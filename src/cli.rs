use std::path::PathBuf;

use clap::Parser;

use crate::cmd::Commands;

/// Personal, file-backed task tracker.
/// Storage defaults to ~/.taskdeck/tasks.json or a path passed via --db.
#[derive(Parser)]
#[command(name = "td", version, about = "Personal task tracker")]
pub struct Cli {
    /// Path to the JSON task file.
    #[arg(long, global = true, env = "TASKDECK_DB")]
    pub db: Option<PathBuf>,

    /// Log store and manager activity to stderr.
    #[arg(long, short, global = true)]
    pub verbose: bool,

    #[command(subcommand)]
    pub command: Commands,
}

/// One line typed at the interactive shell, parsed with the same commands.
#[derive(Parser)]
#[command(name = "td", no_binary_name = true, disable_version_flag = true)]
pub struct ShellLine {
    #[command(subcommand)]
    pub command: Commands,
}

*****

The lines above are to be retyped exactly, with none omitted.

filename src/cli.rs
use std::path::PathBuf;

use clap::Parser;

use crate::cmd::Commands;

/// Personal, file-backed task tracker.
/// Storage defaults to ~/.taskdeck/tasks.json or a path passed via --db.
#[derive(Parser)]
#[command(name = "td", version, about = "Personal task tracker")]
pub struct Cli {
    /// Path to the JSON task file.
    #[arg(long, global = true, env = "TASKDECK_DB")]
    pub db: Option<PathBuf>,

    /// Log store and manager activity to stderr.
    #[arg(long, short, global = true)]
    pub verbose: bool,

    #[command(subcommand)]
    pub command: Commands,
}

/// One line typed at the interactive shell, parsed with the same commands.
#[derive(Parser)]
#[command(name = "td", no_binary_name = true, disable_version_flag = true)]
pub struct ShellLine {
    #[command(subcommand)]
    pub command: Commands,
}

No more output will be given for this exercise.